In January 2015, Maric was appointed joint vice-captain for the 2015 season, along with Brett Deledio. He played 22 matches that season, including an appearance in the club's elimination final against .

Maric fell out of Richmond's core playing group in 2016, being replaced as the team's premier ruck by Shaun Hampson. As a result, Maric played only three AFL matches that season. Despite speculation he was considering retirement, he signed a one-year contract extension to play on at the club through the end of the 2017 season.

He did not play a match at senior level in 2017, instead leading the club's reserves side in the VFL. He was a member of that side's losing grand final team.
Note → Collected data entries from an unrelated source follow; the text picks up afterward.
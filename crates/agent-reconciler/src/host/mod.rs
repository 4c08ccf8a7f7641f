//! The deployment-variant interface the reconciler is generic over.
//!
//! Everything that touches the outside world (files on the agent's host,
//! service control, relation data) sits behind [`AgentHost`]. Providers
//! return concrete values; any unwrapping of lazily-computed relation data
//! happens inside the implementation.

pub mod machine;

use std::collections::BTreeMap;
use std::path::Path;

use async_trait::async_trait;
use serde::{Deserialize, Serialize};
use serde_json::Value;

use crate::config::Endpoint;
use crate::error::HostError;
use crate::rules::{Dashboard, RuleGroup, RuleKind};
use crate::topology::{PrincipalUnit, Topology};

pub use machine::MachineHost;

/// How many units are on the other side of the relations status cares about.
#[derive(Debug, Clone, Copy, Default, PartialEq, Eq, Serialize, Deserialize)]
pub struct RelationCounts {
    pub scrape_targets: usize,
    pub remote_write: usize,
}

/// Relation data as gathered by the orchestration layer for one event.
#[derive(Debug, Clone, Default, Serialize, Deserialize)]
pub struct RelationSnapshot {
    #[serde(default)]
    pub remote_write_endpoints: Vec<Endpoint>,
    #[serde(default)]
    pub loki_endpoints: Vec<Endpoint>,
    #[serde(default)]
    pub metrics_jobs: Vec<Value>,
    #[serde(default)]
    pub metrics_rules: BTreeMap<String, Value>,
    #[serde(default)]
    pub logs_rules: BTreeMap<String, Value>,
    #[serde(default)]
    pub dashboards: Vec<Dashboard>,
    #[serde(default)]
    pub relation_counts: RelationCounts,
    #[serde(default)]
    pub principal: Option<PrincipalUnit>,
}

impl RelationSnapshot {
    pub fn metrics_rule_groups(&self) -> Vec<RuleGroup> {
        to_groups(&self.metrics_rules)
    }

    pub fn logs_rule_groups(&self) -> Vec<RuleGroup> {
        to_groups(&self.logs_rules)
    }

    pub fn dashboard_groups(&self) -> Vec<RuleGroup> {
        self.dashboards.iter().map(RuleGroup::from).collect()
    }
}

fn to_groups(rules: &BTreeMap<String, Value>) -> Vec<RuleGroup> {
    rules
        .iter()
        .map(|(id, content)| RuleGroup::new(id.clone(), content.clone()))
        .collect()
}

#[async_trait]
pub trait AgentHost: Send + Sync {
    /// Whether the agent can be configured at all right now.
    async fn is_ready(&self) -> bool;

    /// Reads a file on the agent's host. A missing file is `HostError::NotFound`.
    async fn read_file(&self, path: &Path) -> Result<Vec<u8>, HostError>;

    async fn write_file(&self, path: &Path, content: &[u8]) -> Result<(), HostError>;

    /// Restarts the agent so it picks up a new configuration.
    async fn restart(&self) -> Result<(), HostError>;

    /// Raw output of `agent -version`.
    async fn agent_version_output(&self) -> Result<String, HostError>;

    /// Called after a rule or dashboard directory was rebuilt, so the new
    /// contents can be forwarded to whoever consumes them.
    async fn rules_updated(&self, kind: RuleKind) -> Result<(), HostError>;

    fn topology(&self) -> Topology;

    fn remote_write_endpoints(&self) -> Vec<Endpoint>;

    fn loki_endpoints(&self) -> Vec<Endpoint>;

    fn metrics_jobs(&self) -> Vec<Value>;

    fn metrics_rules(&self) -> Vec<RuleGroup>;

    fn logs_rules(&self) -> Vec<RuleGroup>;

    /// Whether dashboard forwarding is wired up for this variant.
    fn supports_dashboards(&self) -> bool {
        false
    }

    fn dashboards(&self) -> Vec<RuleGroup> {
        Vec::new()
    }

    fn additional_integrations(&self) -> BTreeMap<String, Value> {
        BTreeMap::new()
    }

    fn additional_log_configs(&self) -> Vec<Value> {
        Vec::new()
    }

    fn relation_counts(&self) -> RelationCounts {
        RelationCounts::default()
    }
}
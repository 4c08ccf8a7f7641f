//! Log/trace subscriber setup and span-field helpers.
//!
//! Event lines go through the `log` facade and are bridged into `tracing`,
//! so both end up on the same fmt subscriber.

use std::path::Path;

use tracing_subscriber::layer::SubscriberExt;
use tracing_subscriber::EnvFilter;

/// Installs the global subscriber. `RUST_LOG` overrides `level`.
///
/// Safe to call more than once; later calls are no-ops.
pub fn init(level: &str) {
    let filter = EnvFilter::try_from_default_env().unwrap_or_else(|_| EnvFilter::new(level));

    let subscriber = tracing_subscriber::registry()
        .with(filter)
        .with(tracing_subscriber::fmt::layer().with_target(true));

    if tracing::subscriber::set_global_default(subscriber).is_err() {
        return;
    }

    if let Err(e) = tracing_log::LogTracer::init() {
        tracing::debug!("log bridge already installed: {}", e);
    }
}

/// Returns only the file name of a path, for span fields.
pub fn redact_path(path: &Path) -> String {
    path.file_name()
        .and_then(|n| n.to_str())
        .unwrap_or("<unknown>")
        .to_string()
}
In June 2017, Maric announced he would retire from football at the conclusion of the 2017 season.

==Coaching career==
In 2017 Maric worked as a playing coach at Richmond, serving as ruck coach in addition to playing reserves football in the VFL. Upon announcing his retirement, Maric accepted a permanent off-field role at Richmond, as a player development and ruck coach.

==Playing statistics==

Season: Team; No.; Games; Totals; Averages (per game)
G: B; K; H; D; M; T; H/O; G; B; K; H; D; M; T; H/O
2006: Adelaide; 20; 8; 1; 0; 20; 28; 48; 8; 15; 73; 0.1; 0.0; 2.5; 3.5; 6.0; 1.0; 1.9; 9.1
2007: Adelaide; 20; 6; 5; 1; 19; 24; 43; 18; 15; 48; 0.8; 0.2; 3.2; 4.0; 7.2; 3.0; 2.5; 8.0
2008: Adelaide; 20; 16; 10; 4; 58; 101; 159; 43; 51; 274; 0.6; 0.3; 3.6; 6.3; 9.9; 2.7; 3.2; 17.1
2009: Adelaide; 20; 20; 5; 4; 67; 129; 196; 57; 48; 358; 0.3; 0.2; 3.4; 6.5; 9.8; 2.9; 2.4; 17.9
2010: Adelaide; 20; 21; 4; 1; 72; 145; 217; 62; 41; 370; 0.2; 0.0; 3.4; 6.9; 10.3; 3.0; 2.0; 17.6
2011: Adelaide; 20; 6; 3; 1; 33; 32; 65; 19; 14; 73; 0.5; 0.2; 5.5; 5.3; 10.8; 3.2; 2.3; 12.2
2012: Richmond; 20; 21; 7; 6; 158; 175; 333; 92; 79; 652; 0.3; 0.3; 7.5; 8.3; 15.9; 4.4; 3.8; 31.0
2013: Richmond; 20; 20; 10; 7; 119; 138; 257; 67; 50; 464; 0.5; 0.4; 6.0; 6.9; 12.9; 3.4; 2.5; 23.2
2014: Richmond; 20; 14; 5; 2; 101; 100; 201; 47; 40; 356; 0.4; 0.1; 7.2; 7.1; 14.4; 3.4; 2.9; 25.4
2015: Richmond; 20; 22; 11; 4; 147; 140; 287; 64; 61; 558; 0.5; 0.2; 6.7; 6.4; 13.0; 2.9; 2.8; 25.4
2016: Richmond; 20; 3; 0; 0; 10; 9; 19; 4; 6; 87; 0.0; 0.0; 3.3; 3.0; 6.3; 1.3; 2.0; 29.0
2017: Richmond; 20; 0; —; —; —; —; —; —; —; —; —; —; —; —; —; —; —; —
Career: 157; 61; 30; 804; 1021; 1825; 481; 420; 3313; 0.4; 0.2; 5.1; 6.5; 11.6; 3.1; 2.7; 21.1

==Personal life==
Born in Australia, Maric is of Croatian descent. Maric is a committee member of St Albans Saints.

Maric is a supporter of the Melbourne City Football Club.